La commission de l’agriculture du Parlement européen se penche dès mercredi sur la politique agricole pour la période postérieure à 2027. Il s’agit d’un travail considérable. Plus de 3 400 amendements ont été déposés sur les propositions de la commissaire à l’Agriculture, Hansen. Cela marque une étape importante dans l’examen parlementaire de la nouvelle politique agricole.

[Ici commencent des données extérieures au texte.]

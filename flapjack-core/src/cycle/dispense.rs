//! Batter dispense sequence: open, dwell, close

use crate::config::MotionConfig;
use crate::motion::DispenserPosition;
use crate::timer::CycleTimer;
use crate::traits::{StepperAxis, StepperError};

/// Progress of the dispense sequence
#[derive(Debug, Clone, Copy, PartialEq, Eq, Default)]
#[cfg_attr(feature = "defmt", derive(defmt::Format))]
pub enum DispensePhase {
    /// Not started or aborted
    #[default]
    Idle,
    /// Valve travelling to `Open`
    Opening,
    /// Valve open, batter flowing
    Holding,
    /// Valve travelling back to `Closed`
    Closing,
    /// Valve closed and driver released
    Done,
}

/// Non-blocking dispense sequence driven from the cook cycle tick
#[derive(Debug, Clone)]
pub struct DispenseSequence {
    phase: DispensePhase,
    dwell: Option<CycleTimer>,
    dwell_ms: u32,
    open_target: i32,
    closed_target: i32,
}

impl DispenseSequence {
    /// Create an idle sequence
    pub fn new(motion: &MotionConfig, dwell_ms: u32) -> Self {
        Self {
            phase: DispensePhase::Idle,
            dwell: None,
            dwell_ms,
            open_target: motion.dispenser_target(DispenserPosition::Open),
            closed_target: motion.dispenser_target(DispenserPosition::Closed),
        }
    }

    /// Current phase
    pub fn phase(&self) -> DispensePhase {
        self.phase
    }

    /// Check if the valve is closed again after dispensing
    pub fn is_done(&self) -> bool {
        self.phase == DispensePhase::Done
    }

    /// Start opening the valve
    pub fn start<A: StepperAxis>(&mut self, axis: &mut A) -> Result<(), StepperError> {
        self.dwell = None;
        self.phase = DispensePhase::Opening;
        axis.move_to(self.open_target)
    }

    /// Advance the sequence
    pub fn poll<A: StepperAxis>(&mut self, axis: &mut A, now_ms: u32) -> Result<(), StepperError> {
        match self.phase {
            DispensePhase::Opening if axis.is_at(self.open_target) => {
                self.dwell = Some(CycleTimer::start(now_ms, self.dwell_ms));
                self.phase = DispensePhase::Holding;
            }
            DispensePhase::Holding => {
                if self.dwell.map_or(true, |dwell| dwell.is_expired(now_ms)) {
                    self.dwell = None;
                    self.phase = DispensePhase::Closing;
                    axis.move_to(self.closed_target)?;
                }
            }
            DispensePhase::Closing if axis.is_at(self.closed_target) => {
                axis.disable();
                self.phase = DispensePhase::Done;
            }
            _ => {}
        }
        Ok(())
    }

    /// Forget the sequence; the caller stops the axis
    pub fn abort(&mut self) {
        self.dwell = None;
        self.phase = DispensePhase::Idle;
    }
}

#[cfg(test)]
mod tests {
    use super::*;

    /// Axis that reaches its target on the next update
    struct JumpAxis {
        position: i32,
        target: i32,
        enabled: bool,
        fail: bool,
    }

    impl JumpAxis {
        fn new() -> Self {
            Self {
                position: 0,
                target: 0,
                enabled: false,
                fail: false,
            }
        }
    }

    impl StepperAxis for JumpAxis {
        fn move_to(&mut self, target: i32) -> Result<(), StepperError> {
            if self.fail {
                return Err(StepperError::CommunicationError);
            }
            self.enabled = true;
            self.target = target;
            Ok(())
        }

        fn stop(&mut self) {
            self.target = self.position;
        }

        fn disable(&mut self) {
            self.stop();
            self.enabled = false;
        }

        fn is_enabled(&self) -> bool {
            self.enabled
        }

        fn position(&self) -> i32 {
            self.position
        }

        fn is_moving(&self) -> bool {
            self.position != self.target
        }

        fn update(&mut self, _now_us: u64) {
            if self.enabled {
                self.position = self.target;
            }
        }

        fn fault(&self) -> Option<StepperError> {
            None
        }

        fn clear_fault(&mut self) {}
    }

    fn sequence() -> DispenseSequence {
        DispenseSequence::new(&MotionConfig::new(), 500)
    }

    #[test]
    fn test_full_sequence() {
        let mut seq = sequence();
        let mut axis = JumpAxis::new();
        assert_eq!(seq.phase(), DispensePhase::Idle);

        seq.start(&mut axis).unwrap();
        assert_eq!(seq.phase(), DispensePhase::Opening);
        assert_eq!(axis.target, 50);

        // Still travelling
        seq.poll(&mut axis, 0).unwrap();
        assert_eq!(seq.phase(), DispensePhase::Opening);

        axis.update(0);
        seq.poll(&mut axis, 100).unwrap();
        assert_eq!(seq.phase(), DispensePhase::Holding);

        seq.poll(&mut axis, 599).unwrap();
        assert_eq!(seq.phase(), DispensePhase::Holding);
        seq.poll(&mut axis, 600).unwrap();
        assert_eq!(seq.phase(), DispensePhase::Closing);
        assert_eq!(axis.target, 0);

        axis.update(0);
        seq.poll(&mut axis, 700).unwrap();
        assert!(seq.is_done());
        assert!(!axis.is_enabled());
    }

    #[test]
    fn test_start_error_propagates() {
        let mut seq = sequence();
        let mut axis = JumpAxis::new();
        axis.fail = true;
        assert_eq!(seq.start(&mut axis), Err(StepperError::CommunicationError));
    }

    #[test]
    fn test_abort_returns_to_idle() {
        let mut seq = sequence();
        let mut axis = JumpAxis::new();
        seq.start(&mut axis).unwrap();
        seq.abort();
        assert_eq!(seq.phase(), DispensePhase::Idle);

        // Idle ignores polls
        axis.update(0);
        seq.poll(&mut axis, 1000).unwrap();
        assert_eq!(seq.phase(), DispensePhase::Idle);
    }
}
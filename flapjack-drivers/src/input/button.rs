//! Push-button on a GPIO input

use embedded_hal::digital::InputPin;
use flapjack_core::traits::ButtonInput;

/// Push-button on a GPIO input
///
/// The machine's buttons switch to ground with the pin's pull-up enabled,
/// so pressed reads low. A pin that cannot be read counts as released.
pub struct GpioButton<P> {
    pin: P,
    active_low: bool,
}

impl<P: InputPin> GpioButton<P> {
    /// Button wired to ground with a pull-up
    pub fn active_low(pin: P) -> Self {
        Self {
            pin,
            active_low: true,
        }
    }

    /// Button wired to the supply with a pull-down
    pub fn active_high(pin: P) -> Self {
        Self {
            pin,
            active_low: false,
        }
    }
}

impl<P: InputPin> ButtonInput for GpioButton<P> {
    fn is_pressed(&mut self) -> bool {
        let level = if self.active_low {
            self.pin.is_low()
        } else {
            self.pin.is_high()
        };
        level.unwrap_or(false)
    }
}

Cette réforme coïncide avec les négociations sur le nouveau cadre budgétaire pluriannuel (CBP) de l'Union européenne. Tant la nouvelle politique agricole que ce budget doivent entrer en vigueur à partir de 2028. Il ne s’agit donc pas seulement de discuter de la répartition des aides européennes entre les filières agricoles, mais aussi du montant des fonds qui seront disponibles à cet effet.
Forte opposition
La Commission européenne a proposé un budget total d’environ 2 000 milliards d’euros pour les sept années de 2028 à 2034. Cette proposition inclut des fonds supplémentaires pour la Défense et pour une plus grande autonomie économique. Elle rencontre une forte opposition de plusieurs pays de l’UE. En particulier, certains pays contributeurs nets au budget européen estiment que Bruxelles souhaite dépenser trop d’argent.
Promotion
Suppressions
L’Allemagne, les Pays-Bas, la Suède, le Danemark, l’Autriche et la Finlande veulent que des centaines de milliards d’euros soient supprimés de la proposition. L’Allemagne, les Pays-Bas, la Suède et l’Autriche sont également cités dans une volonté de ramener le budget à environ 1 600 milliards d’euros, quitte à réduire les aides aux agriculteurs.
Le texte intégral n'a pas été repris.